На второй день после нашего приезда нервное возбуждение матери продолжалось. С криком: «кто там? кто там?» она бросилась из залы вниз, как будто кто–то гнался за ней. Я продолжала бы работать, если бы не отец. «Куда она, куда?» — закричал он с отчаянием в голосе. Мы с Душаном побежали за ней, и нашли ее лежащей на каменном полу в кладовой. Она водила по губам склянку с опиумом: «Один глоточек, только один глоток», — приговаривала она…

Мать требовала, чтобы отец отдал ей все дневники, чтобы он перестал видеться с Чертковым. Запись отца, прочитанная ею в дневнике: «Соня опять возбуждена и истерика, решил бороться с нею любовью», — вызвала с ее стороны новые упреки…

Я изнемогала от собственного бессилия, от возмущения и раздражения на мать, разъедающих душу, от бесконечной жалости к отцу.

Мать решила увезти отца к брату Сергею в Никольское — подальше от Черткова. Отец неохотно согласился. Приехала туда и Таня. Опять начались семейные совещания, советы… но, по существу, ничего не было решено. На мою мольбу, чтобы или разделили на время родителей, или чтобы кто–нибудь из старших поселился в Ясной Поляне — не обратили внимания.

Как только мы вернулись домой, возобновилось истерическое состояние матери и я с ужасом наблюдала, как с каждым днем отец слабел… Даже святой Душан возмущался: «С. А. не думает о том, что Л. Н. едва держится, сердце слабеет…».

Только старушка Шмидт считала мать больной, несчастной и искренно, без всякого усилия, жалела ее. Старушка морально поддерживала отца, она считала, что ему послано испытание, что он несет его с христианским смирением и что так и нужно.

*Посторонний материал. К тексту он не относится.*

//! Thin wrapper over `select(2)`.

use std::io;
use std::mem::MaybeUninit;
use std::os::unix::io::RawFd;
use std::time::Duration;

/// Largest descriptor value (exclusive) an `fd_set` can hold.
pub const FD_SETSIZE: usize = libc::FD_SETSIZE as usize;

pub(crate) struct FdSet(libc::fd_set);

impl FdSet {
    pub(crate) fn new() -> Self {
        let mut raw = MaybeUninit::<libc::fd_set>::uninit();
        // SAFETY: FD_ZERO initialises every byte of the set.
        unsafe {
            libc::FD_ZERO(raw.as_mut_ptr());
            FdSet(raw.assume_init())
        }
    }

    /// Callers must keep `fd` in `0..FD_SETSIZE`.
    pub(crate) fn insert(&mut self, fd: RawFd) {
        debug_assert!(fd >= 0 && (fd as usize) < FD_SETSIZE);
        // SAFETY: fd is within the bitmap.
        unsafe { libc::FD_SET(fd, &mut self.0) }
    }

    pub(crate) fn contains(&self, fd: RawFd) -> bool {
        if fd < 0 || fd as usize >= FD_SETSIZE {
            return false;
        }
        // SAFETY: fd is within the bitmap.
        unsafe { libc::FD_ISSET(fd, &self.0) }
    }
}

/// Block until a descriptor in the three sets is ready or `timeout` passes.
///
/// Returns the number of ready descriptors; the sets are rewritten in place
/// to hold only the ready ones.
pub(crate) fn select(
    nfds: RawFd,
    read: &mut FdSet,
    write: &mut FdSet,
    error: &mut FdSet,
    timeout: Duration,
) -> io::Result<usize> {
    let mut tv = libc::timeval {
        tv_sec: timeout.as_secs() as libc::time_t,
        tv_usec: timeout.subsec_micros() as libc::suseconds_t,
    };
    // SAFETY: all pointers are valid for the duration of the call.
    let n = unsafe { libc::select(nfds, &mut read.0, &mut write.0, &mut error.0, &mut tv) };
    if n < 0 {
        Err(io::Error::last_os_error())
    } else {
        Ok(n as usize)
    }
}

#[cfg(test)]
mod tests {
    use super::*;
    use std::io::Write;
    use std::os::unix::io::AsRawFd;
    use std::os::unix::net::UnixStream;

    #[test]
    fn test_fd_set_membership() {
        let mut set = FdSet::new();
        assert!(!set.contains(3));
        set.insert(3);
        set.insert(9);
        assert!(set.contains(3));
        assert!(set.contains(9));
        assert!(!set.contains(4));
        assert!(!set.contains(-1));
    }

    #[test]
    fn test_select_reports_readable() {
        let (mut a, b) = UnixStream::pair().unwrap();
        let fd = b.as_raw_fd();

        let mut read = FdSet::new();
        let mut write = FdSet::new();
        let mut error = FdSet::new();
        read.insert(fd);
        let n = select(fd + 1, &mut read, &mut write, &mut error, Duration::ZERO).unwrap();
        assert_eq!(n, 0);

        a.write_all(b"x").unwrap();
        let mut read = FdSet::new();
        read.insert(fd);
        let n = select(
            fd + 1,
            &mut read,
            &mut write,
            &mut error,
            Duration::from_millis(500),
        )
        .unwrap();
        assert_eq!(n, 1);
        assert!(read.contains(fd));
    }
}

Один раз, когда старушка Шмидт была в Ясной Поляне, приехали из Овсянникова и сообщили, что сгорела ее избушка и дом, где летом жили Горбуновы. Погибло все: за многие, многие годы переписанные ею рукописи отца, его портреты, собственноручные письма отца к ней, сгорела и криволапая собачка Шавочка, которую когда–то, в лютый мороз, с отмороженными ногами, подобрала старушка Шмидт.

Марья Александровна горько плакала, но несчастье свое несла, как испытание Богом ей посланное, и ни разу не позволила себе упрекнуть полусумасшедшего молодого человека, заподозренного в поджоге. Таня немедленно распорядилась, чтобы старушке Шмидт была выстроена новая избушка, купили ей, как она выражалась, «новое приданое». Но заменить ее потерю никто не мог. «Боже мой, Боже мой! — шептала она. — Шавочка моя… Письма дорогого Льва Николаевича… Рукописи…».